Below are the records; count how many of their lines hold the string "move" and give the number alone.
Supplied records section start
//! tasksync watch command implementation
//!
//! Opens a session, connects the push transport and prints notifications as
//! they arrive. With `--events`, each notification is also written as a JSONL
//! event.

use std::sync::Arc;

use crate::error::{Error, Result};
use crate::events::{Event, EventDestination, EventKind, EventSink};
use crate::feedback::TracingFeedback;
use crate::output::{emit_success, HumanOutput};
use crate::push::PushChannel;
use crate::session::{new_session_id, Session};
use crate::transport;

use super::Context;

#[derive(serde::Serialize)]
struct WatchReport {
    session: String,
    received: usize,
    unread: usize,
    tasks: usize,
}

pub async fn run(ctx: &Context, limit: Option<usize>) -> Result<()> {
    let user = ctx.user.clone().ok_or_else(|| {
        Error::InvalidArgument("watch needs a user id (--user or TASKSYNC_USER)".to_string())
    })?;
    if !ctx.config.push.enabled {
        return Err(Error::InvalidConfig(
            "push.enabled is false; enable it to watch".to_string(),
        ));
    }

    let mut sink = match EventDestination::parse(ctx.events.as_deref()) {
        Some(destination) => Some(destination.open()?),
        None => None,
    };
    let print = !ctx.json && !ctx.quiet && !matches!(
        EventDestination::parse(ctx.events.as_deref()),
        Some(EventDestination::Stdout)
    );

    let (handle, sender) = PushChannel::connect(new_session_id());
    let closer = handle.clone();
    let mut session = Session::start(
        user,
        ctx.api()?,
        Arc::new(TracingFeedback),
        handle,
        ctx.config.sync.merge_policy(),
    )
    .await?;

    // Subscribers exist now, so nothing the transport reads is dropped.
    let addr = ctx.config.push.addr.clone();
    let transport = tokio::spawn(async move {
        let result = transport::run_tcp(&addr, sender).await;
        closer.close();
        result
    });

    let session_id = session.session_id().to_string();
    emit(&mut sink, Event::new(EventKind::SessionStarted, Some(session_id.clone())))?;
    if print {
        println!(
            "watching {} ({} task(s) loaded)",
            ctx.config.push.addr,
            session.store().len()
        );
    }

    let mut feed = session
        .take_notification_feed()
        .ok_or_else(|| Error::OperationFailed("notification feed unavailable".to_string()))?;
    let mut received = 0;
    while limit.map_or(true, |limit| received < limit) {
        let entry = tokio::select! {
            entry = feed.recv() => entry,
            _ = tokio::signal::ctrl_c() => None,
        };
        let Some(entry) = entry else {
            break;
        };
        received += 1;
        if print {
            println!("{}", entry.message);
        }
        emit(
            &mut sink,
            Event::from_notification(&entry, Some(session_id.clone()))?,
        )?;
    }

    let report = WatchReport {
        session: session_id.clone(),
        received,
        unread: session.unread_count(),
        tasks: session.store().len(),
    };
    session.shutdown().await?;
    emit(&mut sink, Event::new(EventKind::SessionEnded, Some(session_id)))?;

    transport.abort();
    if let Ok(Err(err)) = transport.await {
        return Err(err);
    }

    let mut human = HumanOutput::new(format!("tasksync watch: {received} notification(s)"));
    human.push_summary("session", report.session.clone());
    human.push_summary("unread", report.unread.to_string());
    human.push_summary("tasks", report.tasks.to_string());
    emit_success(ctx.output(), "watch", &report, Some(&human))
}

fn emit(sink: &mut Option<EventSink>, event: Event) -> Result<()> {
    if let Some(sink) = sink.as_mut() {
        sink.emit(&event)?;
    }
    Ok(())
}
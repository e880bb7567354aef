//! Add/edit modal state machine.
//!
//! The controller owns a working draft that is always a copy of the task
//! being edited, never a reference into the store. Submitting hands the
//! draft to the store on its own task and closes the modal right away.

use tokio::task::JoinHandle;

use crate::error::{Error, Result};
use crate::store::TaskStore;
use crate::task::{parse_due_date, Task};

#[derive(Debug, Clone, Copy, PartialEq, Eq)]
pub enum ModalMode {
    Closed,
    Add,
    Edit,
}

/// Modal state. Only `Edit` carries an active task.
#[derive(Debug, Clone, PartialEq)]
pub enum ModalState {
    Closed,
    Add,
    Edit { active: Task },
}

impl ModalState {
    pub fn mode(&self) -> ModalMode {
        match self {
            ModalState::Closed => ModalMode::Closed,
            ModalState::Add => ModalMode::Add,
            ModalState::Edit { .. } => ModalMode::Edit,
        }
    }

    pub fn active_task(&self) -> Option<&Task> {
        match self {
            ModalState::Edit { active } => Some(active),
            _ => None,
        }
    }
}

#[derive(Debug, Clone, Copy, PartialEq, Eq)]
pub enum DraftField {
    Title,
    Description,
    Priority,
    DueDate,
    Completed,
}

/// Result of a submit: which store call was issued, and its handle.
#[derive(Debug)]
pub enum Submission {
    Created(JoinHandle<Result<Task>>),
    Updated(JoinHandle<Result<Task>>),
    /// Submitted while closed; nothing was sent.
    Nothing,
}

impl Submission {
    /// Wait for the store call, if one was issued.
    pub async fn outcome(self) -> Option<Result<Task>> {
        let handle = match self {
            Submission::Created(handle) | Submission::Updated(handle) => handle,
            Submission::Nothing => return None,
        };
        Some(match handle.await {
            Ok(result) => result,
            Err(err) => Err(Error::OperationFailed(format!("submit task failed: {err}"))),
        })
    }
}

#[derive(Debug, Clone)]
pub struct ModalController {
    state: ModalState,
    draft: Task,
    profile_open: bool,
}

impl Default for ModalController {
    fn default() -> Self {
        Self::new()
    }
}

impl ModalController {
    pub fn new() -> Self {
        Self {
            state: ModalState::Closed,
            draft: Task::draft(),
            profile_open: false,
        }
    }

    pub fn state(&self) -> &ModalState {
        &self.state
    }

    pub fn mode(&self) -> ModalMode {
        self.state.mode()
    }

    pub fn is_open(&self) -> bool {
        self.mode() != ModalMode::Closed
    }

    pub fn active_task(&self) -> Option<&Task> {
        self.state.active_task()
    }

    pub fn draft(&self) -> &Task {
        &self.draft
    }

    pub fn open_for_add(&mut self) {
        self.state = ModalState::Add;
        self.draft = Task::draft();
    }

    /// Enter edit mode. The draft is filled from the active task before this
    /// returns, so no submit can observe the previous draft.
    pub fn open_for_edit(&mut self, task: Task) {
        self.state = ModalState::Edit { active: task };
        self.sync_draft();
    }

    fn sync_draft(&mut self) {
        if let ModalState::Edit { active } = &self.state {
            self.draft = active.clone();
        }
    }

    pub fn close_modal(&mut self) {
        self.state = ModalState::Closed;
        self.draft = Task::draft();
        self.profile_open = false;
    }

    /// Outside clicks close the modal only while it is open.
    pub fn on_outside_click(&mut self) -> bool {
        if !self.is_open() {
            return false;
        }
        self.close_modal();
        true
    }

    pub fn open_profile(&mut self) {
        self.profile_open = true;
    }

    pub fn profile_open(&self) -> bool {
        self.profile_open
    }

    /// Set one draft field from form input. Bad values leave the draft as is.
    pub fn set_field(&mut self, field: DraftField, raw: &str) -> Result<()> {
        match field {
            DraftField::Title => self.draft.title = raw.to_string(),
            DraftField::Description => self.draft.description = raw.to_string(),
            DraftField::Priority => self.draft.priority = raw.parse()?,
            DraftField::DueDate => {
                self.draft.due_date = if raw.trim().is_empty() {
                    None
                } else {
                    Some(parse_due_date(raw)?)
                };
            }
            DraftField::Completed => {
                self.draft.completed = match raw.trim().to_ascii_lowercase().as_str() {
                    "true" | "yes" => true,
                    "false" | "no" => false,
                    other => {
                        return Err(Error::InvalidArgument(format!(
                            "invalid completed value '{other}' (expected true|false)"
                        )))
                    }
                };
            }
        }
        Ok(())
    }

    /// Replace the whole draft.
    pub fn set_draft(&mut self, draft: Task) {
        self.draft = draft;
    }

    /// Hand the draft to the store and close. The store call keeps running
    /// after the modal closes; the returned [`Submission`] tracks it.
    pub fn submit(&mut self, store: &TaskStore) -> Submission {
        let draft = self.draft.clone();
        let submission = match self.mode() {
            ModalMode::Edit => {
                let store = store.clone();
                Submission::Updated(tokio::spawn(async move { store.update(draft).await }))
            }
            ModalMode::Add => {
                let store = store.clone();
                Submission::Created(tokio::spawn(async move { store.create(draft).await }))
            }
            ModalMode::Closed => Submission::Nothing,
        };
        self.close_modal();
        submission
    }
}
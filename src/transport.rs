//! Line-oriented push transport.
//!
//! The server writes one event frame per line (see
//! [`PushEvent::from_frame`]). Frames are decoded and handed to the channel's
//! [`PushSender`]; bad frames are logged and skipped.

use tokio::io::{AsyncBufRead, AsyncBufReadExt, BufReader};
use tokio::net::TcpStream;

use crate::error::Result;
use crate::push::{PushEvent, PushSender};

/// Counters for one transport run.
#[derive(Debug, Clone, Copy, Default, PartialEq, Eq)]
pub struct PumpReport {
    pub delivered: usize,
    pub skipped: usize,
}

/// Read frames from `reader` until EOF or until the channel is closed.
pub async fn pump<R>(mut reader: R, sender: &PushSender) -> Result<PumpReport>
where
    R: AsyncBufRead + Unpin,
{
    let mut report = PumpReport::default();
    let mut buf = Vec::new();
    loop {
        buf.clear();
        if reader.read_until(b'\n', &mut buf).await? == 0 {
            break;
        }
        if sender.is_closed() {
            break;
        }
        let line = match std::str::from_utf8(&buf) {
            Ok(line) => line,
            Err(err) => {
                tracing::warn!(error = %err, bytes = buf.len(), "skipping non-utf8 push frame");
                report.skipped += 1;
                continue;
            }
        };
        let trimmed = line.trim();
        if trimmed.is_empty() {
            continue;
        }
        match PushEvent::from_frame(trimmed) {
            Ok(event) => {
                sender.send(event);
                report.delivered += 1;
            }
            Err(err) => {
                tracing::warn!(error = %err, frame = trimmed, "skipping push frame");
                report.skipped += 1;
            }
        }
    }
    Ok(report)
}

/// Connect to the push endpoint at `addr` (`host:port`) and pump it.
pub async fn run_tcp(addr: &str, sender: PushSender) -> Result<PumpReport> {
    let stream = TcpStream::connect(addr).await?;
    tracing::info!(addr, "push transport connected");
    let report = pump(BufReader::new(stream), &sender).await?;
    tracing::info!(
        addr,
        delivered = report.delivered,
        skipped = report.skipped,
        "push transport finished"
    );
    Ok(report)
}

#[cfg(test)]
mod tests {
    use super::*;
    use crate::push::{PushChannel, PushEventKind};

    #[tokio::test]
    async fn pump_decodes_lines_and_skips_garbage() {
        let (handle, sender) = PushChannel::connect("s1");
        let mut sub = handle.subscribe().expect("subscribe");
        let input = concat!(
            "[\"taskCreated\",{\"_id\":\"a\",\"title\":\"A\"}]\n",
            "\n",
            "garbage\n",
            "[\"taskDeleted\",\"a\"]\n",
        );

        let report = pump(input.as_bytes(), &sender).await.expect("pump");
        assert_eq!(
            report,
            PumpReport {
                delivered: 2,
                skipped: 1
            }
        );
        assert_eq!(sub.recv().await.map(|e| e.kind()), Some(PushEventKind::TaskCreated));
        assert_eq!(sub.recv().await.map(|e| e.kind()), Some(PushEventKind::TaskDeleted));
    }

    #[tokio::test]
    async fn pump_skips_invalid_utf8_and_keeps_reading() {
        let (handle, sender) = PushChannel::connect("s1");
        let mut sub = handle.subscribe().expect("subscribe");
        let mut input = b"[\"taskDeleted\",\"a\"]\n".to_vec();
        input.extend_from_slice(&[0xff, 0xfe, b'\n']);
        input.extend_from_slice(b"[\"taskDeleted\",\"b\"]");

        let report = pump(input.as_slice(), &sender).await.expect("pump");
        assert_eq!(
            report,
            PumpReport {
                delivered: 2,
                skipped: 1
            }
        );
        let ids: Vec<String> = [sub.recv().await, sub.recv().await]
            .into_iter()
            .flatten()
            .filter_map(|event| match event {
                PushEvent::TaskDeleted { task_id, .. } => Some(task_id),
                _ => None,
            })
            .collect();
        assert_eq!(ids, vec!["a".to_string(), "b".to_string()]);
    }

    #[tokio::test]
    async fn pump_stops_after_close() {
        let (handle, sender) = PushChannel::connect("s1");
        handle.close();
        let input = "[\"taskDeleted\",\"a\"]\n";
        let report = pump(input.as_bytes(), &sender).await.expect("pump");
        assert_eq!(report, PumpReport::default());
    }
}
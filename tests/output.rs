use chrono::NaiveDate;
use tasksync::output::{format_human, format_task_line, HumanOutput};
use tasksync::task::{Priority, Task};

#[test]
fn format_human_includes_sections() {
    let mut human = HumanOutput::new("tasksync add: created task");
    human.push_summary("id", "t1");
    human.push_detail("Task created successfully");
    human.push_warning("push channel offline");
    human.push_next_step("tasksync list");

    let rendered = format_human(&human);
    assert!(rendered.contains("tasksync add: created task"));
    assert!(rendered.contains("Summary:"));
    assert!(rendered.contains("- id: t1"));
    assert!(rendered.contains("Details:"));
    assert!(rendered.contains("- Task created successfully"));
    assert!(rendered.contains("Warnings:"));
    assert!(rendered.contains("- push channel offline"));
    assert!(rendered.contains("Next steps:"));
    assert!(rendered.contains("- tasksync list"));
}

#[test]
fn format_human_omits_empty_sections() {
    let human = HumanOutput::new("tasksync list: 0 task(s)");
    let rendered = format_human(&human);
    assert_eq!(rendered, "tasksync list: 0 task(s)");
}

#[test]
fn task_line_shows_state_priority_and_due() {
    let task = Task {
        id: Some("t1".to_string()),
        title: "Ship it".to_string(),
        priority: Priority::High,
        due_date: NaiveDate::from_ymd_opt(2024, 6, 1),
        completed: true,
        ..Task::default()
    };
    assert_eq!(format_task_line(&task), "[x] t1  Ship it  (high, due 2024-06-01)");

    let draft = Task {
        title: "Later".to_string(),
        ..Task::draft()
    };
    assert_eq!(format_task_line(&draft), "[ ] -  Later  (low)");
}
//! Error types for tasksync
//!
//! Exit codes:
//! - 0: Success
//! - 2: User error (bad args, bad config, unknown task)
//! - 4: Operation failed (network, server, decoding)

use thiserror::Error;

/// Exit codes for the tasksync CLI
pub mod exit_codes {
    pub const SUCCESS: i32 = 0;
    pub const USER_ERROR: i32 = 2;
    pub const OPERATION_FAILED: i32 = 4;
}

/// Main error type for tasksync operations
#[derive(Error, Debug)]
pub enum Error {
    // User errors (exit code 2)
    #[error("Invalid configuration: {0}")]
    InvalidConfig(String),

    #[error("Invalid argument: {0}")]
    InvalidArgument(String),

    #[error("Task not found: {0}")]
    TaskNotFound(String),

    // Operation failures (exit code 4)
    #[error("Push channel closed for session {0}")]
    ChannelClosed(String),

    #[error("Transport error: {0}")]
    Transport(#[from] reqwest::Error),

    /// Non-success response. `message` is the `message` field of the error
    /// body when the server sent one.
    #[error("Server error ({status}): {}", .message.as_deref().unwrap_or("no error message"))]
    Server {
        status: u16,
        message: Option<String>,
    },

    #[error("Malformed push frame: {0}")]
    Decode(String),

    #[error("IO error: {0}")]
    Io(#[from] std::io::Error),

    #[error("JSON error: {0}")]
    Json(#[from] serde_json::Error),

    #[error("TOML parse error: {0}")]
    TomlParse(#[from] toml::de::Error),

    #[error("TOML serialize error: {0}")]
    TomlSerialize(#[from] toml::ser::Error),

    #[error("Operation failed: {0}")]
    OperationFailed(String),
}

impl Error {
    /// Get the exit code for this error
    pub fn exit_code(&self) -> i32 {
        match self {
            Error::InvalidConfig(_) | Error::InvalidArgument(_) | Error::TaskNotFound(_) => {
                exit_codes::USER_ERROR
            }

            Error::ChannelClosed(_)
            | Error::Transport(_)
            | Error::Server { .. }
            | Error::Decode(_)
            | Error::Io(_)
            | Error::Json(_)
            | Error::TomlParse(_)
            | Error::TomlSerialize(_)
            | Error::OperationFailed(_) => exit_codes::OPERATION_FAILED,
        }
    }

    /// The user-facing message carried by a structured server error body.
    pub fn server_message(&self) -> Option<&str> {
        match self {
            Error::Server { message, .. } => message.as_deref(),
            _ => None,
        }
    }

    /// Extra machine-readable context for JSON output.
    pub fn details(&self) -> Option<serde_json::Value> {
        match self {
            Error::Server { status, message } => Some(serde_json::json!({
                "status": status,
                "message": message,
            })),
            _ => None,
        }
    }
}

/// Result type alias for tasksync operations
pub type Result<T> = std::result::Result<T, Error>;

/// Wrapper for displaying errors in JSON format
#[derive(serde::Serialize)]
pub struct JsonError {
    pub error: String,
    pub code: i32,
    #[serde(skip_serializing_if = "Option::is_none")]
    pub details: Option<serde_json::Value>,
}

impl From<&Error> for JsonError {
    fn from(err: &Error) -> Self {
        JsonError {
            error: err.to_string(),
            code: err.exit_code(),
            details: err.details(),
        }
    }
}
Supplied records section end
#### Output
3